I know I'm too late responding for you 100 shirts, but maybe this will help you in the future. 

1. I press my shirts to get all the moisture out.

2. While still hot I fold in have and usually only have to finger press to get center crease (If it's a hoodie or something thick like that, then I use the press).

3. I have a rulered cutting mat on my work table. I take the bottom of the armpits and line them up on a horizontal line. 

4. Then I take a wide ruler and have it lay 3" from the bottom of the collar.

5. Take the transfer and center it on the crease.

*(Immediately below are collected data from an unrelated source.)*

//! Channel Command Processor
//!
//! Executes one CCW at a time against the mounted media: the command table
//! is consulted first, then the opcode runs against the handler, and every
//! outcome is turned into unit status and sense bytes.

use byteorder::{BigEndian, ByteOrder};
use std::path::Path;
use tracing::{debug, info, warn};

use crate::config::DeviceConfig;
use crate::error::{ErrorKind, MediaResult, Result};
use crate::media::{open_media, MediaHandler, MediaParameters, NO_MEDIA_SENTINEL};
use crate::sense::{self, SenseContext, UnitStatus};

pub mod command_table;
pub mod constants;
pub mod types;

pub use command_table::CommandTable;
pub use types::{CcwFlags, CcwOutcome, CcwRequest, ChainState, DeviceFamily, DeviceModel, Disposition};

use constants::*;

/// Result of one opcode before sense building.
#[derive(Debug, Clone, Copy, PartialEq, Eq)]
struct Completion {
    kind: ErrorKind,
    residual: usize,
    more: bool,
    /// Data chaining continues; no status is presented yet.
    deferred: bool,
}

impl Completion {
    fn done(residual: usize) -> Self {
        Self::with(ErrorKind::StatusOnly, residual)
    }

    fn with(kind: ErrorKind, residual: usize) -> Self {
        Self {
            kind,
            residual,
            more: false,
            deferred: false,
        }
    }

    fn deferred() -> Self {
        Self {
            deferred: true,
            ..Self::done(0)
        }
    }
}

/// One emulated tape drive.
pub struct TapeDevice {
    model: DeviceModel,
    table: CommandTable,
    media: Option<Box<dyn MediaHandler>>,
    chain: ChainState,
    sense: Vec<u8>,
    sense_pending: bool,
    /// Unread part of the last block, kept for a data-chained read.
    read_remainder: Option<Vec<u8>>,
    /// Data of a data-chained write collected so far.
    write_accumulator: Vec<u8>,
    path_group: [u8; PATH_GROUP_ID_LEN],
    path_state: u8,
    assigned: bool,
    deonirq: bool,
}
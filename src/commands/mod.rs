//! Command Handlers Module
//!
//! This module contains handlers for all CLI subcommands.

pub mod detect;
pub mod exec;
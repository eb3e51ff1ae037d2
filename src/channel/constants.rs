// Channel command constants for the emulated tape control units

/// Opcodes accepted by at least one device family.
pub mod opcodes {
    pub const WRITE: u8 = 0x01;
    pub const READ_FORWARD: u8 = 0x02;
    pub const NOP: u8 = 0x03;
    pub const SENSE: u8 = 0x04;
    pub const REWIND: u8 = 0x07;
    pub const READ_BACKWARD: u8 = 0x0C;
    pub const REWIND_UNLOAD: u8 = 0x0F;
    pub const ERASE_GAP: u8 = 0x17;
    pub const WRITE_TAPEMARK: u8 = 0x1F;
    pub const READ_BLOCK_ID: u8 = 0x22;
    pub const SUSPEND_MULTIPATH: u8 = 0x23;
    pub const BACKSPACE_BLOCK: u8 = 0x27;
    pub const BACKSPACE_FILE: u8 = 0x2F;
    pub const SENSE_PATH_GROUP_ID: u8 = 0x34;
    pub const FORWARD_SPACE_BLOCK: u8 = 0x37;
    pub const READ_SUBSYSTEM_DATA: u8 = 0x3E;
    pub const FORWARD_SPACE_FILE: u8 = 0x3F;
    pub const SYNCHRONIZE: u8 = 0x43;
    pub const LOCATE_BLOCK: u8 = 0x4F;
    pub const READ_DEVICE_CHARACTERISTICS: u8 = 0x64;
    pub const PERFORM_SUBSYSTEM_FUNCTION: u8 = 0x77;
    pub const SET_DIAGNOSE: u8 = 0x87;
    pub const DATA_SECURITY_ERASE: u8 = 0x97;
    pub const LOAD_DISPLAY: u8 = 0x9F;
    pub const READ_BUFFERED_LOG: u8 = 0xA4;
    pub const SET_PATH_GROUP_ID: u8 = 0xAF;
    pub const ASSIGN: u8 = 0xB7;
    pub const MODE_SET_800: u8 = 0xC3;
    pub const UNASSIGN: u8 = 0xC7;
    pub const MODE_SET_1600: u8 = 0xCB;
    pub const MODE_SET_6250: u8 = 0xD3;
    /// Density mode set on reel drives, general mode set on cartridge drives.
    pub const MODE_SET: u8 = 0xDB;
    pub const SENSE_ID: u8 = 0xE4;
}

// Mode set byte 0
pub const MSET_WRITE_IMMED: u8 = 0x20;
pub const MSET_SUPVR_INHIBIT: u8 = 0x10;

/// Perform subsystem function orders.
pub mod psf_orders {
    pub const PREPARE_FOR_READ_SUBSYSTEM_DATA: u8 = 0x18;
    pub const FORCED_ERROR_LOGGING: u8 = 0x80;
    pub const FORCED_ERROR_LOGGING_DATA: u8 = 0x81;
    pub const RESET_VOLUME_FENCED: u8 = 0x9C;
}

// Fixed transfer lengths
pub const BLOCK_ID_LEN: usize = 8;
pub const PATH_GROUP_ID_LEN: usize = 11;
pub const DEVICE_CHARACTERISTICS_LEN: usize = 64;
pub const BUFFERED_LOG_LEN: usize = 64;
pub const SUBSYSTEM_DATA_LEN: usize = 32;
pub const SENSE_ID_LEN: usize = 7;

// Path state byte of Sense Path Group ID
pub const PATH_GROUPED: u8 = 0x80;

/// Opcodes that write to the volume; a successful completion reports the
/// early end-of-tape warning as unit exception.
pub fn is_write_class(opcode: u8) -> bool {
    matches!(opcode, opcodes::WRITE | opcodes::ERASE_GAP | opcodes::WRITE_TAPEMARK)
}

/// Opcodes refused while supervisor inhibit is set for the chain.
pub fn is_supervisor_only(opcode: u8) -> bool {
    matches!(
        opcode,
        opcodes::DATA_SECURITY_ERASE
            | opcodes::LOAD_DISPLAY
            | opcodes::SET_DIAGNOSE
            | opcodes::PERFORM_SUBSYSTEM_FUNCTION
            | opcodes::MODE_SET
    )
}
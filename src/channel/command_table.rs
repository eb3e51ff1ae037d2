//! Opcode validity per device family.

use std::collections::BTreeMap;

use super::constants::opcodes::*;
use super::types::{DeviceFamily, DeviceModel, Disposition};

use Disposition::{
    NoOpImmediateSuccess as NOOP, NoOpUnlessPhysicalDevice as PHYS, RequiresTapeLoaded as LOADED,
    RequiresTapeLoadedPlusDeviceEnd as LOADED_DE, TapeLoadOptional as OPT, Unsupported as NO,
};

/// Rows of `(opcode, [simple, full, streaming])`. Opcodes not listed are
/// unsupported everywhere.
#[rustfmt::skip]
const ROWS: &[(u8, [Disposition; 3])] = &[
    (WRITE,                       [LOADED, LOADED,    LOADED]),
    (READ_FORWARD,                [LOADED, LOADED,    LOADED]),
    (NOP,                         [NOOP,   LOADED,    NOOP]),
    (SENSE,                       [OPT,    OPT,       OPT]),
    (REWIND,                      [LOADED, LOADED_DE, LOADED]),
    (READ_BACKWARD,               [LOADED, LOADED,    LOADED]),
    (REWIND_UNLOAD,               [LOADED, LOADED,    LOADED]),
    (ERASE_GAP,                   [PHYS,   LOADED,    PHYS]),
    (WRITE_TAPEMARK,              [LOADED, LOADED,    LOADED]),
    (READ_BLOCK_ID,               [NO,     LOADED,    NO]),
    (SUSPEND_MULTIPATH,           [NO,     NOOP,      NO]),
    (BACKSPACE_BLOCK,             [LOADED, LOADED,    LOADED]),
    (BACKSPACE_FILE,              [LOADED, LOADED,    LOADED]),
    (SENSE_PATH_GROUP_ID,         [NO,     OPT,       NO]),
    (FORWARD_SPACE_BLOCK,         [LOADED, LOADED,    LOADED]),
    (READ_SUBSYSTEM_DATA,         [NO,     OPT,       NO]),
    (FORWARD_SPACE_FILE,          [LOADED, LOADED,    LOADED]),
    (SYNCHRONIZE,                 [NO,     LOADED,    LOADED]),
    (LOCATE_BLOCK,                [NO,     LOADED,    NO]),
    (READ_DEVICE_CHARACTERISTICS, [NO,     OPT,       OPT]),
    (PERFORM_SUBSYSTEM_FUNCTION,  [NO,     OPT,       NO]),
    (SET_DIAGNOSE,                [NO,     NOOP,      NO]),
    (DATA_SECURITY_ERASE,         [LOADED, LOADED,    LOADED]),
    (LOAD_DISPLAY,                [NO,     PHYS,      PHYS]),
    (READ_BUFFERED_LOG,           [NO,     OPT,       OPT]),
    (SET_PATH_GROUP_ID,           [NO,     OPT,       NO]),
    (ASSIGN,                      [NO,     OPT,       NO]),
    (MODE_SET_800,                [NOOP,   NO,        NO]),
    (UNASSIGN,                    [NO,     OPT,       NO]),
    (MODE_SET_1600,               [NOOP,   NO,        NO]),
    (MODE_SET_6250,               [NOOP,   NO,        NO]),
    (MODE_SET,                    [NOOP,   OPT,       NOOP]),
    (SENSE_ID,                    [NO,     OPT,       OPT]),
];

/// Dispositions of one device, built once when the device is created.
#[derive(Debug, Clone)]
pub struct CommandTable {
    model: DeviceModel,
    entries: BTreeMap<u8, Disposition>,
}

impl CommandTable {
    pub fn new(model: DeviceModel) -> Self {
        let column = match model.family() {
            DeviceFamily::Simple => 0,
            DeviceFamily::Full => 1,
            DeviceFamily::Streaming => 2,
        };
        let entries = ROWS
            .iter()
            .filter(|(_, dispositions)| dispositions[column] != NO)
            .map(|(opcode, dispositions)| (*opcode, dispositions[column]))
            .collect();
        Self { model, entries }
    }

    pub fn model(&self) -> DeviceModel {
        self.model
    }

    pub fn lookup(&self, opcode: u8) -> Disposition {
        self.entries.get(&opcode).copied().unwrap_or(NO)
    }

    /// Supported opcodes in ascending order.
    pub fn supported(&self) -> impl Iterator<Item = u8> + '_ {
        self.entries.keys().copied()
    }
}
use anyhow::Result;
use log::debug;

use super::InputHandler;
use crate::cli::config::DEFAULT_SEPARATOR;

#[derive(Debug, Clone, PartialEq, Eq)]
pub struct UserInput {
    pub text: String,
}

impl UserInput {
    /// Nothing was entered, or the input stream was already exhausted
    pub fn is_empty(&self) -> bool {
        self.text.is_empty()
    }

    pub fn or_default(self, default: Option<&str>) -> Option<String> {
        if self.is_empty() {
            default.map(str::to_string)
        } else {
            Some(self.text)
        }
    }
}

/// A question to ask the user: prompt text, separator and fallback answer
#[derive(Debug, Clone, PartialEq, Eq)]
pub struct Prompt {
    text: String,
    separator: String,
    default: Option<String>,
}

impl Prompt {
    pub fn new(text: impl Into<String>) -> Self {
        Self {
            text: text.into(),
            separator: DEFAULT_SEPARATOR.to_string(),
            default: None,
        }
    }

    pub fn separator(mut self, separator: impl Into<String>) -> Self {
        self.separator = separator.into();
        self
    }

    pub fn default(mut self, default: Option<&str>) -> Self {
        self.default = default.map(str::to_string);
        self
    }

    /// Text written before reading the answer
    pub fn get_prompt(&self) -> String {
        format!("{}{}", self.text, self.separator)
    }

    pub fn ask_with<H: InputHandler + ?Sized>(&self, handler: &mut H) -> Result<Option<String>> {
        handler.display(&self.get_prompt())?;
        let input = handler.get_user_input()?;
        if input.is_empty() {
            debug!("empty answer, using default {:?}", self.default);
        }
        Ok(input.or_default(self.default.as_deref()))
    }
}
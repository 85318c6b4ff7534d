pub const DEFAULT_SEPARATOR: &str = " ";
pub const SEPARATOR_ENV: &str = "UNPROMPT_SEPARATOR";
pub const LOG_ENV: &str = "UNPROMPT_LOG";

/// Separator from the command line, then the environment, then the default
pub fn resolve_separator(flag: Option<&str>) -> String {
    resolve_separator_from(flag, std::env::var(SEPARATOR_ENV).ok())
}

pub fn resolve_separator_from(flag: Option<&str>, env: Option<String>) -> String {
    match (flag, env) {
        (Some(separator), _) => separator.to_string(),
        (None, Some(separator)) => separator,
        (None, None) => DEFAULT_SEPARATOR.to_string(),
    }
}

/// Load `.env` if present and start logging to stderr, filtered by `UNPROMPT_LOG`
pub fn init_logging() {
    dotenv::dotenv().ok();
    let env = env_logger::Env::new().filter_or(LOG_ENV, "off");
    env_logger::Builder::from_env(env).try_init().ok();
}

#[cfg(test)]
mod tests {
    use super::*;

    #[test]
    fn test_flag_beats_environment() {
        let separator = resolve_separator_from(Some(": "), Some("\t".to_string()));
        assert_eq!(separator, ": ");
    }

    #[test]
    fn test_environment_beats_default() {
        assert_eq!(resolve_separator_from(None, Some("\t".to_string())), "\t");
    }

    #[test]
    fn test_default_separator() {
        assert_eq!(resolve_separator_from(None, None), DEFAULT_SEPARATOR);
    }

    #[test]
    fn test_empty_flag_is_kept() {
        assert_eq!(resolve_separator_from(Some(""), None), "");
    }
}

6. I have a 36" ruler called Omni Edge made by Omnigrid, it has a "lip" you can leave on or take off the ruler. I put that "lip" up to the edge of my mat and I can make sure the design is even horizontally. I then slap a piece of that paper tape "as mentioned in a previous post" on either side, take it to the press, hold the transfer with one hand and gently take the tape off with the other and press.

This sounds very long too, but it really is super quick. 

I started using the bottom of the armpits instead of the top of the collar because a lot of the t-shirts I was getting (Gildan 2000L) had really uneven collars. I'm not sure it that's a good idea or not, but I was getting better results using the armpits instead of the collar.

Hope that made sense and helps.

Di


----------